Soll die EU Steuern erheben?
JA

HAUSHALT Eine eigene EU-Abgabe stößt auf Widerstand – dabei hätte sie auch Vorteile

Die sonntaz-Frage wird vorab online gestellt. Immer Dienstagnachmittag. Wir wählen interessante Antworten von Leserinnen und Lesern aus und drucken sie in der sonntaz.

www.taz.de/streit

Janusz Lewandowski, 59, ist polnischer EU-Haushaltskommissar

Wir brauchen neue Einkommensquellen. Bis vor ein paar Jahren setzte sich das EU-Budget größtenteils aus eigenen Einnahmen zusammen – die Beiträge der Mitgliedstaaten dienten als bloße Zuschüsse (zwischen 10 und 20 Prozent des EU-Haushalts). Mittlerweile kommen die Mitgliedstaaten für über 80 Prozent des EU-Budgets auf! Eine solche Situation richtet sich nicht nur gegen sämtliche EU-Verträge. Sie löst auch Debatten unter Mitgliedstaaten aus, weil die meisten eher ihren eigenen Vorteil im Blick haben – und weniger das Gemeinwohl der gesamten Europäischen Union. Ende Juni werden wir neben unserem Entwurf eines Finanzrahmens einen Antrag auf Gewinnung neuer Finanzressourcen vorstellen. Dabei geht es uns nicht darum, das EU-Budget zu erhöhen! Stattdessen wollen wir die Beiträge der Mitgliedstaaten verringern, indem wir alternative Einkommensquellen aufzeigen – und das Budgetmodell der EU vereinfachen. Wir fordern dazu auf, einzelne EU-Vorhaben mit neuen Finanzierungsstrategien zu ermöglichen, etwa durch den Verkauf entsprechender Aktien. So könnte die EU staatliche und private Investitionen anlocken und für Energie- und Infrastrukturprojekte nutzen.

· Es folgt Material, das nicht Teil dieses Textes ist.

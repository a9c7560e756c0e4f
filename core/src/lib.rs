//! Landmark-based particle filter localization
//!
//! This crate implements the algorithmic core of a sequential Monte Carlo (particle filter)
//! localizer. It estimates the planar pose $(x, y, \theta)$ of a mobile agent by maintaining a
//! population of weighted pose hypotheses ("particles"), propagating them through a motion model,
//! reweighting them against observations matched to known landmarks, and resampling the
//! population proportional to weight.
//!
//! Loading the landmark map, parsing sensor logs and driving the per-timestep loop are left to the
//! caller. The filter consumes already-parsed numeric inputs.
//!
//! This crate is primarily built off of the following dependencies:
//! - [`nalgebra`](https://crates.io/crates/nalgebra): rigid-body transforms between the agent and map frames.
//! - [`rand`](https://crates.io/crates/rand) and [`rand_distr`](https://crates.io/crates/rand_distr): process noise, prior sampling and resampling.
//! - [`rayon`](https://crates.io/crates/rayon): optional data-parallel weight update.
//! - [`serde`](https://crates.io/crates/serde): configuration and state (de)serialization.
//!
//! ## Crate overview
//!
//! - [geometry]: distance, Gaussian density and frame transform helpers.
//! - [map]: the landmark set and nearest-landmark data association.
//! - [measurements]: landmark observations and the noise parameter types.
//! - [motion]: the velocity / yaw-rate motion model used in the prediction step.
//! - [particle]: the particle type, resampling and averaging strategies.
//! - [filter]: the [`filter::ParticleFilter`] service tying the steps together.
//! - [config]: serializable filter configuration.
//! - [error]: the [`error::FilterError`] type.
//!
//! ## Filter cycle
//!
//! Per timestep the caller invokes, in order:
//!
//! 1. [`filter::ParticleFilter::predict`] with the control input and elapsed time,
//! 2. [`filter::ParticleFilter::update_weights`] with the observations and landmark map,
//! 3. [`filter::ParticleFilter::resample`].
//!
//! ```rust
//! use landmark_pf::filter::ParticleFilter;
//! use landmark_pf::map::{Landmark, LandmarkMap};
//! use landmark_pf::measurements::{LandmarkNoise, LandmarkObservation, ProcessNoise};
//! use landmark_pf::{ControlInput, Pose};
//!
//! let mut pf = ParticleFilter::with_seed(50, 7).unwrap();
//! pf.init(Pose::new(0.0, 0.0, 0.0), &ProcessNoise::new(0.3, 0.3, 0.01).unwrap())
//!     .unwrap();
//!
//! let map = LandmarkMap::new(vec![Landmark::new(1, 5.0, 5.0), Landmark::new(2, 10.0, -3.0)]);
//! let observations = vec![LandmarkObservation::new(4.0, 5.0)];
//!
//! pf.predict(0.1, &ProcessNoise::new(0.3, 0.3, 0.01).unwrap(), ControlInput::new(10.0, 0.0))
//!     .unwrap();
//! pf.update_weights(50.0, &LandmarkNoise::new(0.3, 0.3).unwrap(), &observations, &map)
//!     .unwrap();
//! pf.resample().unwrap();
//! assert_eq!(pf.num_particles(), 50);
//! ```
pub mod config;
pub mod error;
pub mod filter;
pub mod geometry;
pub mod map;
pub mod measurements;
pub mod motion;
pub mod particle;

use serde::{Deserialize, Serialize};
use std::fmt::{self, Display};

pub use error::{FilterError, Result};

/// Planar pose of the agent (or of one pose hypothesis) in the map frame.
///
/// `theta` is the heading in radians measured counter-clockwise from the map x-axis. It is not
/// normalized; prediction simply accumulates the yaw increments.
#[derive(Clone, Copy, Debug, Default, PartialEq, Serialize, Deserialize)]
pub struct Pose {
    pub x: f64,
    pub y: f64,
    pub theta: f64,
}
impl Pose {
    pub fn new(x: f64, y: f64, theta: f64) -> Self {
        Pose { x, y, theta }
    }
}
impl Display for Pose {
    fn fmt(&self, f: &mut fmt::Formatter<'_>) -> fmt::Result {
        write!(f, "Pose(x: {:.4}, y: {:.4}, theta: {:.4} rad)", self.x, self.y, self.theta)
    }
}
impl From<(f64, f64, f64)> for Pose {
    fn from(tuple: (f64, f64, f64)) -> Self {
        Pose::new(tuple.0, tuple.1, tuple.2)
    }
}
impl From<Pose> for Vec<f64> {
    fn from(pose: Pose) -> Self {
        vec![pose.x, pose.y, pose.theta]
    }
}

/// Control input supplied by the odometry collaborator for one prediction step.
#[derive(Clone, Copy, Debug, Default, PartialEq, Serialize, Deserialize)]
pub struct ControlInput {
    /// Linear velocity along the heading (map units per second)
    pub velocity: f64,
    /// Yaw rate (radians per second)
    pub yaw_rate: f64,
}
impl ControlInput {
    pub fn new(velocity: f64, yaw_rate: f64) -> Self {
        ControlInput { velocity, yaw_rate }
    }
}
impl Display for ControlInput {
    fn fmt(&self, f: &mut fmt::Formatter<'_>) -> fmt::Result {
        write!(
            f,
            "ControlInput(velocity: {:.4}, yaw_rate: {:.4} rad/s)",
            self.velocity, self.yaw_rate
        )
    }
}

/// Coordinate axis selector for the diagnostic sense-coordinate rendering.
#[derive(Clone, Copy, Debug, PartialEq, Eq, Serialize, Deserialize)]
pub enum Axis {
    X,
    Y,
}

Gerhard Schick, 38, ist finanzpolitischer Sprecher der Grünen im Bundestag

Es gibt Steuern, die sinnvollerweise auf europäischer Ebene erhoben werden müssten. Bei einer Finanztransaktionssteuer wird so das Problem verhindert, dass bei nationaler Besteuerung Finanzumsätze abwandern, sich der Finanzsektor letztlich einer Umsatzbesteuerung entziehen kann. Die Energiebesteuerung kann bei einer Zuordnung auf europäischer Ebene Trittbrettfahren einzelner Staaten in Klimapolitik sowie Tanktourismus verhindern. Ein noch grundlegenderes Argument für direkte EU-Steuern: Derzeit verhindern Nettozahlerdiskussionen, Rabatte und intransparente Beitragsverhandlungen, dass BürgerInnen wissen, wie viel sie für öffentliche Güter Europas zahlen. Intransparenz führt zu schlechter Ausgabenpolitik. Statt Kosten und Nutzen einzelner Projekte für die EU abzuwägen, werden Beiträge und Auszahlungen für das eigene Land gegeneinander gestellt. Zudem fehlt eine klare Zuordnung von Verantwortlichkeiten, wenn europäische Anliegen über Beiträge der Mitgliedstaaten finanziert werden – es gibt ein Kontrolldefizit gemeinschaftlicher Ausgaben, da weder nationale Parlamente noch das europäische wirklich zuständig sind. Es geht nicht um höhere Steuern: Die Deckelung des EU-Budgets bei 1,24 Prozent des Unions-Bruttonationaleinkommens führt dazu, dass die Steigerung der Eigenmittel eine Reduzierung der Mitgliedsbeiträge nach sich zieht. Die Gesamtbelastung bliebe gleich, die Haushaltsstruktur wird verbessert.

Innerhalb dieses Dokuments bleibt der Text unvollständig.